EM CAFEZAL DO SUL

Os vereadores de Alto Piquiri, Jeferson Mecânico, Vagner Micheloni estão entre as lideranças da pecuária de leite que preparam para a próxima sexta-feira, dia 31, um protesto na rodovia PR-323, no trevo de Cafezal do Sul. A meta é fechar o tráfego por alguns instantes a partir das 9 horas da manhã. A intenção é chamar a atenção das autoridades e emitir mais um sinal de alerta para que providências sejam tomadas, principalmente pelo Governo Federal, para auxiliar a cadeia produtiva do leite, caso contrário, o setor vai amargar mais prejuízos. Estão apoiando a manifestação os produtores de leite de Pérola, Alto Piquiri e de outros municípios da região. “Será uma manifestação pacífica e todos estão convidados a colaborar com o pessoal do leite”, disse. Micheloni também defende que o Governo Federal ajude o produtor com subsídio que complete, ao menos, o custo de produção.
Deputados apoiam o setor
Na semana passada, Micheloni, juntamente com outros produtores de leite do Paraná, esteve em Curitiba para acompanhar a audiência pública na Assembleia Legislativa, e fazer um apelo aos deputados estaduais e outras lideranças políticas do Estado em favor da cadeira produtiva do leite que vem sofrendo prejuízos em decorrência do baixo preço para ao produtor pelo litro de leite, em torno de R$ 2,20 enquanto o custo de produção passa de R$ 2,40, segundo informou Micheloni ontem em entrevista ao Ilustrado.

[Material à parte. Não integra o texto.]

//! Activity hooks called by the journal app's request handlers.
//!
//! An **activity** is one user action that can earn XP or badges. Each hook
//! runs as a single read-modify-write of the user's record and returns an
//! [`ActivityOutcome`] with the flash messages to show.
//!
//! # Operations
//!
//! All hooks are available on [`ProgressDB`](crate::ProgressDB):
//!
//! - [`journal_entry_created(user, today, analyzed)`](crate::ProgressDB::journal_entry_created)
//! - [`mood_logged(user, today)`](crate::ProgressDB::mood_logged)
//! - [`breathing_completed(user, today)`](crate::ProgressDB::breathing_completed)
//! - [`insight_received(user, today)`](crate::ProgressDB::insight_received)
//! - [`user_logged_in(user, today)`](crate::ProgressDB::user_logged_in)
//! - [`onboarding_completed(user)`](crate::ProgressDB::onboarding_completed)
//!
//! # Failure Policy
//!
//! Hooks never return an error. Saving the journal entry (or mood, or
//! login) matters more than the reward for it, so a failed update is logged
//! with `warn!` and reported as an empty outcome. Nothing is written in that
//! case.

pub mod types;

pub use types::{ActivityHistory, ActivityOutcome};

/// Reasons recorded in the XP audit trail and shown in XP messages.
pub(crate) mod reasons {
    pub const JOURNAL_ENTRY: &str = "creating a journal entry";
    pub const ANALYSIS: &str = "analyzing your journal entry";
    pub const MOOD_LOG: &str = "logging your mood";
    pub const BREATHING_SESSION: &str = "completing a breathing exercise";
    pub const DAILY_LOGIN: &str = "checking in today";
    pub const ONBOARDING_COMPLETE: &str = "completing onboarding";
}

E, um importante auxílio aos produtores de leite paranaenses foi assegurado pela Assembleia Legislativa com aprovação do projeto de lei que proíbe a reconstituição de leite em pó importado no estado. A proposta foi apresentada pelo deputado Luis Corti (PSB) e buscar ampliar a proteção à cadeia produtiva do leite no Paraná e garantindo maior transparência ao consumidor.
Conforme Micheloni, cerca de 600 produtores de participaram do evento na ALEP e conseguiram a vitória que é apenas o começo de uma luta que vai tentar ganhar o apoio em todo o Brasil. A meta é proibir a importação de leite desidratado, principalmente da Argentina, pois eles têm custo de produção menor do que no Brasil e quando o governo permite a compra de leite de lá, prejudicada o produtor brasileiro.
Além da proibição da importação, os produtores pedem também o aumento na idade mínima para a criança conseguir o leite do Governo do Estado de 3 para 4 anos e também a renda per capita de cada família que era de meio salário mínimo terá o aumento para 0,75%.
No projeto aprovado pelos deputados consta que: “o Paraná é um dos principais produtores de leite do Brasil, com milhares de famílias dependendo dessa atividade econômica. A utilização de produtos lácteos importados reconstituídos cria uma concorrência desleal com os produtores locais, que investem em qualidade, rastreabilidade e cumprimento rigoroso das normas sanitárias brasileiras”.
O projeto define que “fica proibido, no Estado do Paraná, quando de origem importada e quando o produto resultante for destinado ao consumo alimentar, a reconstituição por indústrias, laticínios e qualquer pessoa jurídica, dos seguintes produtos: leite em pó; composto lácteo em pó; soro de leite em pó; e outros produtos lácteos”.
A proposta mantém a possibilidade de comercialização de produtos diretamente ao consumidor final para uso doméstico, comercializados em embalagens próprias para o varejo e com rotulagem conforme as normas da Anvisa. Essa exceção garante a liberdade de escolha do consumidor, que poderá adquirir produtos importados com plena ciência de sua origem, sem prejuízo à transparência e à informação.
O deputado estadual e presidente da ALEP, Alexandre Curi, destacou que a construção do texto foi liderada pelos próprios produtores e apresentada pelo deputado Luis Corti (PSB), contando com o apoio de diversos parlamentares. Curi enfatizou que a unidade entre governo, base e oposição foi decisiva.
Propostas semelhantes estão sendo encaminhadas e tramitando nas assembleias legislativas de outros estados e também na Câmara Federal e no Senado.